Goal of the exercise
Filter the listing below, keeping every line that holds "trait".

Data supplied
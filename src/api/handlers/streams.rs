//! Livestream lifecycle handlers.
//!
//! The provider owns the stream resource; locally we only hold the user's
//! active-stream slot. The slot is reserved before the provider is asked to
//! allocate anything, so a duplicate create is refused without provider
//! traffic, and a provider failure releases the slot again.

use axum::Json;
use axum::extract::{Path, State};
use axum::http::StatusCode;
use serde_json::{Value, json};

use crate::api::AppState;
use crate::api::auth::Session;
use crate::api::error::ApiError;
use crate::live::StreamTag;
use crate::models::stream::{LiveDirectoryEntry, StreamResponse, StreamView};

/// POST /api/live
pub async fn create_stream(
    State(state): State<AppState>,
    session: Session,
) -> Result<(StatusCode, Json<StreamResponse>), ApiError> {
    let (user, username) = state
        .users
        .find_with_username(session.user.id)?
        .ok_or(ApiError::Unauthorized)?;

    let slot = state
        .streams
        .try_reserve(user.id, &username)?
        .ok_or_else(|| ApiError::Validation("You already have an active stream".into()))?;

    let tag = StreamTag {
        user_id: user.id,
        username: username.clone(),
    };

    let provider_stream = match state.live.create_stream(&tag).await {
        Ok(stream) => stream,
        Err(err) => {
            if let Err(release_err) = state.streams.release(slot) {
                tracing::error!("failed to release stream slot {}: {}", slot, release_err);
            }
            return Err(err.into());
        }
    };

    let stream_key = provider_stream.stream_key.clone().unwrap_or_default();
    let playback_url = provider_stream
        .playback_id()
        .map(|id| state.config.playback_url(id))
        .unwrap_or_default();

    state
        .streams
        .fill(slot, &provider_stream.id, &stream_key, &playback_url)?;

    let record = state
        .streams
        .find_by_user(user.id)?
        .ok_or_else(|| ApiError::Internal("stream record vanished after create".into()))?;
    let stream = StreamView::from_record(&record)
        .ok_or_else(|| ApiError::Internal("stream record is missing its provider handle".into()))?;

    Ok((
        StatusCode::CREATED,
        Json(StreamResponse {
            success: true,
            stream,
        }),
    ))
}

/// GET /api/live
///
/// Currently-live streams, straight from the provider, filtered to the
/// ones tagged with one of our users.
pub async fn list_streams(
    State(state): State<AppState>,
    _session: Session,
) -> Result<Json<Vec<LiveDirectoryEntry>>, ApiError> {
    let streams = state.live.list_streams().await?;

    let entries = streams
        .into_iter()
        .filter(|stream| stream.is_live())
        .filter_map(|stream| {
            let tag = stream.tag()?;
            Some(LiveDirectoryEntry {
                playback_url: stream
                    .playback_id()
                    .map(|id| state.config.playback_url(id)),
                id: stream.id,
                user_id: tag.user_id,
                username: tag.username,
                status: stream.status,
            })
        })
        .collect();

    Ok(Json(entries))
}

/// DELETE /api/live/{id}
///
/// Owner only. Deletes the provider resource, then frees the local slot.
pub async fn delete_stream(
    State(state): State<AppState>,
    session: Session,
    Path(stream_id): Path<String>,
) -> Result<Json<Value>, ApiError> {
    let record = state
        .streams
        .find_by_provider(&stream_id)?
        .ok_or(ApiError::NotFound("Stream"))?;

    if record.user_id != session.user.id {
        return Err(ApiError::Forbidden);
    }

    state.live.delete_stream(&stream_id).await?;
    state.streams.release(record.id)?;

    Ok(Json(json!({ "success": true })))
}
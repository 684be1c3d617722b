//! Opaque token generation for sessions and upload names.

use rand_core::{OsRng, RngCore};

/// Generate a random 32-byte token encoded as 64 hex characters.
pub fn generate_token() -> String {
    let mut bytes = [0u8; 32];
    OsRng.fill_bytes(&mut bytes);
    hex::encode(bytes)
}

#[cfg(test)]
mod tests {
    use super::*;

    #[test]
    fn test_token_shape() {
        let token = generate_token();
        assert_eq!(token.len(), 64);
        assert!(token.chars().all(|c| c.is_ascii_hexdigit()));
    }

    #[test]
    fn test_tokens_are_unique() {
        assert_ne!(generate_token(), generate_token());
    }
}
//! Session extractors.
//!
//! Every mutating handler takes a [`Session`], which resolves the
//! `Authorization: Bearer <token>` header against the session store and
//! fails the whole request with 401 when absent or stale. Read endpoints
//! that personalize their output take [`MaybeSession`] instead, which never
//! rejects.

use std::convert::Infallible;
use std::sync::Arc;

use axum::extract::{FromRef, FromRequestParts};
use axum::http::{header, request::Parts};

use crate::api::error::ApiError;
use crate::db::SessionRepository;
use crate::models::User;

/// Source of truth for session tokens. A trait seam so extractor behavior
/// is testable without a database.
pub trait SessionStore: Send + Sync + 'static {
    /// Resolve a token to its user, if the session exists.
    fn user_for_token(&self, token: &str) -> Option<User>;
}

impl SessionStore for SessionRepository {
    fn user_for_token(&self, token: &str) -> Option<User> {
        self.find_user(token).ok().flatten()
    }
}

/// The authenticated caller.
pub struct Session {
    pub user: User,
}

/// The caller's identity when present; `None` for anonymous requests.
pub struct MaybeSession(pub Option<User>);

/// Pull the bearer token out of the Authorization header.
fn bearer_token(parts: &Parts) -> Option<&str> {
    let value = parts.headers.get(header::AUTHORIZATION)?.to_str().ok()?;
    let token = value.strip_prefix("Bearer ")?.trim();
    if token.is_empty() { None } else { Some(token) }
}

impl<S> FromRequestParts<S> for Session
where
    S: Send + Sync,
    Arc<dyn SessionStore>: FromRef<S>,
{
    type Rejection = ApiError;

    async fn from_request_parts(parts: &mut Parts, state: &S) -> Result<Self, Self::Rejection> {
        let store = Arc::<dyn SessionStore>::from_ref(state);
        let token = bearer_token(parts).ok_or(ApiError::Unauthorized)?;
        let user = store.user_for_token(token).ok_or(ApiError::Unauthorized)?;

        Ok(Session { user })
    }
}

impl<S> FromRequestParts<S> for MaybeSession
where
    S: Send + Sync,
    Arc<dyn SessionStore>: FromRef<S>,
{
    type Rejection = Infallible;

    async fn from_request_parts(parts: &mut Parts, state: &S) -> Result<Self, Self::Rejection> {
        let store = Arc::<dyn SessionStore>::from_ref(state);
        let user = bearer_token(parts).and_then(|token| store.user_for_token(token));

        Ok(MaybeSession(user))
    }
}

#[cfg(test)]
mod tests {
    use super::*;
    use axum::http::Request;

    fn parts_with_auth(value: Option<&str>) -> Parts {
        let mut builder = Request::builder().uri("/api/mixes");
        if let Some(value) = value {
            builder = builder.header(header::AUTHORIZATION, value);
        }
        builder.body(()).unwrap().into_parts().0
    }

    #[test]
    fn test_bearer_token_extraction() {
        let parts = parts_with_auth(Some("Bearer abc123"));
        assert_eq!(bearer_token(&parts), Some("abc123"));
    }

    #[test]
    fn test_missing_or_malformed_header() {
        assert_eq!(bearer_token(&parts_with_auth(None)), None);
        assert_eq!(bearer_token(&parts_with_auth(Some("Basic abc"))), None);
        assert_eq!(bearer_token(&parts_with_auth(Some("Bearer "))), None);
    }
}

Expected answer
/// Source of truth for session tokens. A trait seam so extractor behavior
pub trait SessionStore: Send + Sync + 'static {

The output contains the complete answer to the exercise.